According to the official data, the Muslim population of Suriname represents about 13.9 percent of the country's total population as of 2012, which is the highest percentage of Muslims in the Americas. Though the majority belong to the Sunni sect of Islam, there are some Shi'a, and Sufi Muslims.
 
Some speculate that Muslims first came to Suriname as slaves from West Africa and then were converted to Christianity over time, even though there is little proof for these speculations. The ancestors of the actual Muslim population came to the country as indentured laborers from South Asia and Indonesia, from whom today most Muslims in Suriname are descended.
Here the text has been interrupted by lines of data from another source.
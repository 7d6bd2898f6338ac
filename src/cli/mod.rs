//! CLI argument parsing
//!
//! Defines command-line interface using clap.

use clap::{Args as ClapArgs, Parser, Subcommand};
use std::path::PathBuf;

/// Runs test modules in parallel out-of-process test hosts
#[derive(Parser, Debug)]
#[command(name = "testmux")]
#[command(author = "hephaex@gmail.com")]
#[command(version)]
#[command(about = "Supervise test hosts and aggregate their results")]
#[command(long_about = None)]
pub struct Args {
    #[command(subcommand)]
    pub command: Command,

    /// Enable verbose output
    #[arg(short, long, global = true)]
    pub verbose: bool,

    /// Configuration file (YAML or JSON)
    #[arg(long, global = true)]
    pub config: Option<PathBuf>,
}

#[derive(Subcommand, Debug)]
pub enum Command {
    /// Run test modules
    Run(RunArgs),

    /// View a saved run summary
    Results(ResultsArgs),

    /// Show or create configuration
    Config(ConfigArgs),
}

/// Arguments for run command
#[derive(ClapArgs, Debug)]
pub struct RunArgs {
    /// Test module binaries to run
    #[arg(long, num_args = 1.., conflicts_with = "build_command")]
    pub test_modules: Vec<PathBuf>,

    /// Build command that reports test modules while it runs
    #[arg(long, required_unless_present = "test_modules")]
    pub build_command: Option<String>,

    /// Arguments for the build command
    #[arg(long = "build-arg", allow_hyphen_values = true, requires = "build_command")]
    pub build_args: Vec<String>,

    /// Maximum number of test hosts running at once (0 = one per logical core)
    #[arg(long)]
    pub max_parallel_test_modules: Option<i64>,

    /// List tests instead of running them
    #[arg(long, conflicts_with = "help_modules")]
    pub list_tests: bool,

    /// Show options every test module accepts
    #[arg(long)]
    pub help_modules: bool,

    /// Directory for test results
    #[arg(long)]
    pub results_directory: Option<PathBuf>,

    /// Configuration file passed on to test hosts
    #[arg(long)]
    pub config_file: Option<PathBuf>,

    /// Directory for host diagnostic output
    #[arg(long)]
    pub diagnostic_output_directory: Option<PathBuf>,

    /// Launcher for managed modules
    #[arg(long)]
    pub launcher: Option<String>,

    /// Output format (table, json, json-pretty, csv, summary)
    #[arg(short, long)]
    pub format: Option<String>,

    /// Disable colored output
    #[arg(long)]
    pub no_color: bool,

    /// Arguments forwarded to every test host
    #[arg(last = true)]
    pub forwarded_args: Vec<String>,
}

/// Arguments for results command
#[derive(ClapArgs, Debug)]
pub struct ResultsArgs {
    /// Summary file written under --results-directory
    pub file: PathBuf,

    /// Output format (table, json, json-pretty, csv, summary)
    #[arg(short, long, default_value = "table")]
    pub format: String,

    /// Disable colored output
    #[arg(long)]
    pub no_color: bool,
}

/// Arguments for config command
#[derive(ClapArgs, Debug)]
pub struct ConfigArgs {
    #[command(subcommand)]
    pub action: ConfigAction,
}

#[derive(Subcommand, Debug)]
pub enum ConfigAction {
    /// Show the effective configuration
    Show,

    /// Write a default configuration file
    Init {
        /// Destination (defaults to ~/.config/testmux/config.yaml)
        #[arg(short, long)]
        output: Option<PathBuf>,

        /// Overwrite an existing file
        #[arg(long)]
        force: bool,
    },
}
Because Islam came to Suriname with immigrants from Indonesia (Java) and South Asia (today India, Pakistan and Bangladesh), who brought their local form of Islam to Suriname, it is strongly influenced by these regions. Apart from descent, most Surinamese Muslims also share the same culture and speak the same languages. Suriname has a small number of Afghan Muslims and their native-born children.

Demographics 

There are 75,053 Muslims in Suriname, according to the 2012 census. This number is up from 66,307 Muslims in 2004. However, the share of Muslims declined from 19.6% to 13.9% in the last half-century. The main reason for the declining share of Muslims in Suriname is the mass conversion of Ahmadi to Christianity in the last years. Between 1971 and 2012 the share of
Christianity among ethnic Javanese people grew from 9% to 21% (+12%), while that of Javanese Muslims decreased from 85% to 67% (-18%). The share of Muslims of Indo-Surinamese descent decreased from 17% to 13% in the same period (-4%), mainly because of emigration to the Netherlands and declining fertility rates. The share of Muslims among Maroon people doubled from 0.1% to 0.2%.

Ethnic groups 
Islam is the main religion among Javanese Surinamese people (67%) and the second largest religion among Indo-Surinamese people (13%) and multiracial people (8%).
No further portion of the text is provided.